(Collected data entries)
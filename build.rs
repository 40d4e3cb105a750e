use std::env;
use std::path::PathBuf;

fn main() {
    for var in ["FFMPEG_DIR", "VCPKG_ROOT", "VCPKGRS_DYNAMIC", "VCPKGRS_TRIPLET"] {
        println!("cargo:rerun-if-env-changed={var}");
    }

    // ffmpeg-sys-next finds FFmpeg through pkg-config everywhere except
    // Windows, where the install location has to be spelled out.
    if env::var("CARGO_CFG_TARGET_OS").unwrap_or_default() != "windows" {
        return;
    }
    if env::var_os("FFMPEG_DIR").is_some() {
        return;
    }

    let Ok(vcpkg_root) = env::var("VCPKG_ROOT") else {
        println!(
            "cargo:warning=slidereel needs FFmpeg with libx264 and the AAC encoder. Set FFMPEG_DIR (or VCPKG_ROOT) before building on Windows."
        );
        return;
    };

    let triplet = env::var("VCPKGRS_TRIPLET").unwrap_or_else(|_| "x64-windows".to_string());
    let candidate = PathBuf::from(vcpkg_root).join("installed").join(triplet);

    if candidate.join("include").join("libavcodec").exists() {
        println!(
            "cargo:warning=Found FFmpeg headers under {}; export FFMPEG_DIR={} to make discovery explicit.",
            candidate.display(),
            candidate.display(),
        );
    } else {
        println!(
            "cargo:warning=VCPKG_ROOT is set but {} has no FFmpeg headers (try `vcpkg install ffmpeg[x264]`).",
            candidate.display(),
        );
    }
}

# WHAT IS EXPECTED:
Write out the lines above exactly, but only from the one containing "pkg-config everywhere except" through the last one.

# EXERCISE RESPONSE:
    // ffmpeg-sys-next finds FFmpeg through pkg-config everywhere except
    // Windows, where the install location has to be spelled out.
    if env::var("CARGO_CFG_TARGET_OS").unwrap_or_default() != "windows" {
        return;
    }
    if env::var_os("FFMPEG_DIR").is_some() {
        return;
    }

    let Ok(vcpkg_root) = env::var("VCPKG_ROOT") else {
        println!(
            "cargo:warning=slidereel needs FFmpeg with libx264 and the AAC encoder. Set FFMPEG_DIR (or VCPKG_ROOT) before building on Windows."
        );
        return;
    };

    let triplet = env::var("VCPKGRS_TRIPLET").unwrap_or_else(|_| "x64-windows".to_string());
    let candidate = PathBuf::from(vcpkg_root).join("installed").join(triplet);

    if candidate.join("include").join("libavcodec").exists() {
        println!(
            "cargo:warning=Found FFmpeg headers under {}; export FFMPEG_DIR={} to make discovery explicit.",
            candidate.display(),
            candidate.display(),
        );
    } else {
        println!(
            "cargo:warning=VCPKG_ROOT is set but {} has no FFmpeg headers (try `vcpkg install ffmpeg[x264]`).",
            candidate.display(),
        );
    }
}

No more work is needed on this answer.